Global BMI cutoff points for overweight (BMI ≥25.0 kg/m 2) and obesity (BMI ≥30.0 kg/m 2) have been set by the World Health Organization (WHO). Several studies in Asian populations have reported an association between increased atherogenic risk factors and having a BMI >22.3 kg/m 2. The studies suggested that Asians had higher body fat content and were at greater risk of diabetes, high blood pressure, and heart disease than people with the same BMI of other ethnicities. Lowering the BMI limits for Asian ethnic groups has been presented in several original articles ,,,,, and reviews ,,,,, and considered by the WHO., Current recommendations state that “BMI cutoff points should be set differently for Asian populations” and “BMI should be established on the basis of ethnic and racial background.” Therefore, we used the BMI cutoff values recommended for Asian populations.
Yoon et al. reported that impaired insulin secretion might be induced by insufficient β-cell mass, and BMI has been found to be linearly correlated with β-cell mass in normal and type 2 diabetic patients.
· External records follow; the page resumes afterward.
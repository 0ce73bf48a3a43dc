// Copyright (C) 2026 Fred Clausen
// Use of this source code is governed by an MIT-style
// license that can be found in the LICENSE file or at
// https://opensource.org/licenses/MIT.

//! Test module for the API crate.

#![allow(clippy::expect_used, clippy::unwrap_used)]

mod helpers;
mod rejection_tests;
// Copyright (C) 2026 Fred Clausen
// Use of this source code is governed by an MIT-style
// license that can be found in the LICENSE file or at
// https://opensource.org/licenses/MIT.

/// Errors raised by domain lookups.
///
/// These are contract errors for callers (an unknown enumeration name that
/// slipped past input checks), not business rule violations. Rule
/// violations are reported as [`crate::ValidationError`] values instead.
#[derive(Debug, Clone, PartialEq, Eq)]
pub enum DomainError {
    /// No member of the enumeration has the given name.
    UnknownEnumerationValue {
        /// The enumeration that was searched.
        enumeration: &'static str,
        /// The name that did not match.
        name: String,
    },
}

impl std::fmt::Display for DomainError {
    fn fmt(&self, f: &mut std::fmt::Formatter<'_>) -> std::fmt::Result {
        match self {
            Self::UnknownEnumerationValue { enumeration, name } => {
                write!(f, "'{name}' is not a known {enumeration} value")
            }
        }
    }
}

impl std::error::Error for DomainError {}
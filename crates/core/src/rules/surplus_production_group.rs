// Copyright (C) 2026 Fred Clausen
// Use of this source code is governed by an MIT-style
// license that can be found in the LICENSE file or at
// https://opensource.org/licenses/MIT.

use super::MasterDataRules;
use super::shared::{self, AddressRequirement};
use meteringpoint_domain::{
    BusinessRulesValidationResult, MasterData, MeasurementUnitType, MeteringMethod,
    MeteringPointType, ProductType, ReadingOccurrence, ValidationError,
};

/// Rules for surplus production group metering points.
///
/// The group is always calculated from its members and read hourly.
#[derive(Debug, Clone, Copy, Default)]
pub struct SurplusProductionGroupRules;

impl SurplusProductionGroupRules {
    fn check_metering_method(master_data: &MasterData) -> BusinessRulesValidationResult {
        match master_data.metering_configuration().map(|c| c.method()) {
            Some(method) if method != MeteringMethod::Calculated => {
                BusinessRulesValidationResult::from_error(
                    ValidationError::MeteringMethodIsNotApplicable {
                        metering_method: method,
                        metering_point_type: MeteringPointType::SurplusProductionGroup,
                    },
                )
            }
            _ => BusinessRulesValidationResult::new(),
        }
    }
}

impl MasterDataRules for SurplusProductionGroupRules {
    fn target(&self) -> MeteringPointType {
        MeteringPointType::SurplusProductionGroup
    }

    fn check_rules(&self, master_data: &MasterData) -> BusinessRulesValidationResult {
        let target: MeteringPointType = self.target();
        [
            shared::check_product_type(master_data, target, &[ProductType::EnergyActive]),
            shared::check_unit_type(master_data, target, &[MeasurementUnitType::KWh]),
            shared::check_reading_occurrence(master_data, target, &[ReadingOccurrence::Hourly]),
            shared::check_address(master_data, AddressRequirement::Postal),
            Self::check_metering_method(master_data),
        ]
        .into_iter()
        .collect()
    }
}
// Copyright (C) 2026 Fred Clausen
// Use of this source code is governed by an MIT-style
// license that can be found in the LICENSE file or at
// https://opensource.org/licenses/MIT.

//! Tests for the rules of child metering point types.

use crate::rules::{
    ExchangeReactiveEnergyRules, MasterDataRules, SurplusProductionGroupRules,
    check_reading_occurrence_matches_parent,
};
use crate::{MasterDataBuilder, rules_for};
use meteringpoint_domain::{
    AddressComponents, BusinessRulesValidationResult, MasterData, MeteringMethod, MeteringPointType,
    ReadingOccurrence, ValidationError,
};

use super::helpers::{create_consumption_master_data, create_special_builder};

fn check(
    metering_point_type: MeteringPointType,
    builder: MasterDataBuilder,
) -> BusinessRulesValidationResult {
    rules_for(metering_point_type).check_rules(&builder.try_build().unwrap())
}

fn check_with_reading(
    metering_point_type: MeteringPointType,
    occurrence: &str,
) -> BusinessRulesValidationResult {
    let builder: MasterDataBuilder =
        create_special_builder(metering_point_type).with_reading_periodicity(Some(occurrence));
    check(metering_point_type, builder)
}

#[test]
fn test_standard_child_types_pass_hourly_energy() {
    for metering_point_type in [
        MeteringPointType::ElectricalHeating,
        MeteringPointType::InternalUse,
        MeteringPointType::NetProduction,
        MeteringPointType::OtherConsumption,
        MeteringPointType::OtherProduction,
        MeteringPointType::OwnProduction,
        MeteringPointType::TotalConsumption,
        MeteringPointType::WholesaleServices,
        MeteringPointType::ConsumptionFromGrid,
        MeteringPointType::GridLossCorrection,
        MeteringPointType::NetFromGrid,
        MeteringPointType::NetToGrid,
        MeteringPointType::SupplyToGrid,
        MeteringPointType::NetConsumption,
        MeteringPointType::VEProduction,
        MeteringPointType::Analysis,
    ] {
        let result: BusinessRulesValidationResult = check(
            metering_point_type,
            create_special_builder(metering_point_type),
        );
        assert!(
            result.success(),
            "{metering_point_type}: {:?}",
            result.errors()
        );
    }
}

#[test]
fn test_monthly_reading_only_for_ve_production_and_analysis() {
    assert!(check_with_reading(MeteringPointType::VEProduction, "Monthly").success());
    assert!(check_with_reading(MeteringPointType::Analysis, "Monthly").success());
    assert_eq!(
        check_with_reading(MeteringPointType::ElectricalHeating, "Monthly").errors(),
        &[ValidationError::InvalidMeterReadingOccurrence {
            occurrence: ReadingOccurrence::Monthly,
            metering_point_type: MeteringPointType::ElectricalHeating,
        }]
    );
}

#[test]
fn test_net_consumption_is_hourly_only() {
    let result: BusinessRulesValidationResult =
        check_with_reading(MeteringPointType::NetConsumption, "Quarterly");

    assert!(result.has_code("D53"));
}

#[test]
fn test_ve_production_rejects_yearly_reading() {
    let result: BusinessRulesValidationResult =
        check_with_reading(MeteringPointType::VEProduction, "Yearly");

    assert_eq!(
        result.errors(),
        &[ValidationError::InvalidMeterReadingOccurrence {
            occurrence: ReadingOccurrence::Yearly,
            metering_point_type: MeteringPointType::VEProduction,
        }]
    );
}

#[test]
fn test_analysis_allows_any_product_and_unit() {
    let result: BusinessRulesValidationResult = check(
        MeteringPointType::Analysis,
        create_special_builder(MeteringPointType::Analysis)
            .with_product_type(Some("Tariff"))
            .with_measurement_unit_type(Some("MW")),
    );

    assert!(result.success());
}

#[test]
fn test_child_types_require_postal_address_only() {
    let address: AddressComponents = AddressComponents {
        geo_info_reference: Some(String::new()),
        ..super::helpers::create_test_address()
    };
    let passes: BusinessRulesValidationResult = check(
        MeteringPointType::InternalUse,
        create_special_builder(MeteringPointType::InternalUse).with_address(Some(&address)),
    );
    let empty: AddressComponents = AddressComponents::default();
    let fails: BusinessRulesValidationResult = check(
        MeteringPointType::InternalUse,
        MasterDataBuilder::for_type(MeteringPointType::InternalUse)
            .with_product_type(Some("EnergyActive"))
            .with_measurement_unit_type(Some("KWh"))
            .with_reading_periodicity(Some("Hourly"))
            .with_metering_configuration(Some("Virtual"), None)
            .with_address(Some(&empty))
            .effective_on(Some(super::helpers::EFFECTIVE_DATE)),
    );

    assert!(passes.success());
    assert_eq!(
        fails.errors(),
        &[
            ValidationError::StreetNameIsRequired,
            ValidationError::PostCodeIsRequired,
            ValidationError::CityIsRequired,
        ]
    );
}

#[test]
fn test_child_builder_ignores_net_settlement_fields() {
    let master_data: MasterData = create_special_builder(MeteringPointType::OtherConsumption)
        .with_net_settlement_group(Some("Six"))
        .with_settlement_method(Some("Flex"))
        .with_connection_type(Some("Direct"))
        .with_asset_type(Some("WindTurbines"))
        .try_build()
        .unwrap();

    assert_eq!(master_data.net_settlement_group(), None);
    assert_eq!(master_data.settlement_method(), None);
    assert_eq!(master_data.connection_type(), None);
    assert_eq!(master_data.asset_type(), None);
}

#[test]
fn test_child_builder_ignores_production_obligation() {
    for metering_point_type in [
        MeteringPointType::InternalUse,
        MeteringPointType::OtherProduction,
    ] {
        let master_data: MasterData = create_special_builder(metering_point_type)
            .with_production_obligation(Some(true))
            .try_build()
            .unwrap();

        assert_eq!(
            master_data.production_obligation(),
            None,
            "{metering_point_type}"
        );
    }
}

#[test]
fn test_surplus_production_group_must_be_calculated() {
    let builder: MasterDataBuilder =
        create_special_builder(MeteringPointType::SurplusProductionGroup);
    let calculated: MasterData = builder
        .clone()
        .with_metering_configuration(Some("Calculated"), None)
        .try_build()
        .unwrap();

    let virtual_result: BusinessRulesValidationResult =
        SurplusProductionGroupRules.check_rules(&builder.try_build().unwrap());
    let calculated_result: BusinessRulesValidationResult =
        SurplusProductionGroupRules.check_rules(&calculated);

    assert_eq!(
        virtual_result.errors(),
        &[ValidationError::MeteringMethodIsNotApplicable {
            metering_method: MeteringMethod::Virtual,
            metering_point_type: MeteringPointType::SurplusProductionGroup,
        }]
    );
    assert!(calculated_result.success());
}

#[test]
fn test_exchange_reactive_energy_uses_reactive_energy() {
    let reactive: MasterData = create_special_builder(MeteringPointType::ExchangeReactiveEnergy)
        .with_product_type(Some("EnergyReactive"))
        .with_measurement_unit_type(Some("KVArh"))
        .try_build()
        .unwrap();
    let active: MasterData = create_special_builder(MeteringPointType::ExchangeReactiveEnergy)
        .try_build()
        .unwrap();

    assert!(ExchangeReactiveEnergyRules.check_rules(&reactive).success());
    let codes: Vec<&str> = ExchangeReactiveEnergyRules
        .check_rules(&active)
        .errors()
        .iter()
        .map(ValidationError::code)
        .collect();
    assert_eq!(codes, vec!["E29", "E73"]);
}

#[test]
fn test_reading_occurrence_must_match_parent() {
    let parent: MasterData = create_consumption_master_data();
    let same: MasterData =
        create_special_builder(MeteringPointType::ExchangeReactiveEnergy).build();
    let different: MasterData = create_special_builder(MeteringPointType::ExchangeReactiveEnergy)
        .with_reading_periodicity(Some("Quarterly"))
        .build();

    assert!(check_reading_occurrence_matches_parent(&same, &parent).success());
    assert_eq!(
        check_reading_occurrence_matches_parent(&different, &parent).errors(),
        &[ValidationError::ReadingOccurrenceDoesNotMatchParent {
            occurrence: ReadingOccurrence::Quarterly,
            parent_occurrence: ReadingOccurrence::Hourly,
        }]
    );
}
Das et al. found that both obese males and females demonstrated higher fasting serum glucose and HbA1c levels. Positive correlations have been observed between BMI and both fasting serum glucose and HbA1c. Among obese persons, higher BMI values may be directly associated with an increase in the risk of metabolic diseases, such as type 2 diabetes mellitus (DM). Netjasov et al. found that BMI and glucose level were significantly and positively correlated among the obese and overweight females with a BMI ≥25.0 kg/m 2. Khoo et al. found that BMI was directly associated with HOMA-IR across all ethnic groups. The associations between BMI and its metabolic pathways were significantly stronger in Chinese than other ethnic group populations (Malays and Asian-Indians). The increase in HOMA-IR associated with each unit increase in BMI was greater among Chinese individuals than that of other ethnic groups; therefore, maintaining normal BMI may be important in the effort to prevent early onset of type 2 DM. In the prospective study conducted by Blüher et al., stronger associations were observed between BMI and both insulin and HOMA-IR, rather than either WC or total fat mass, as measured by dual-energy X-ray absorptiometry. DeLoach et al. concluded that BMI alone would be sufficient to estimate cardiovascular risk in children and adults. In adolescents, insulin resistance has been found to be strongly associated with BMI. In our cross-sectional study, we found that the prevalence of insulin resistance in the overweight group was 3.44 times greater than that of the normal weight group, while in the obese group, the prevalence of HOMA-IR was 7.53 times greater than that identified in the normal weight group when groups were defined by BMI. In addition, among females, the prevalence of insulin resistance in the overweight group was 1.48 times greater than that identified in the normal weight group, while in the obese group, the prevalence of HOMA-IR was 3.59 times greater than the prevalence observed in the normal weight group.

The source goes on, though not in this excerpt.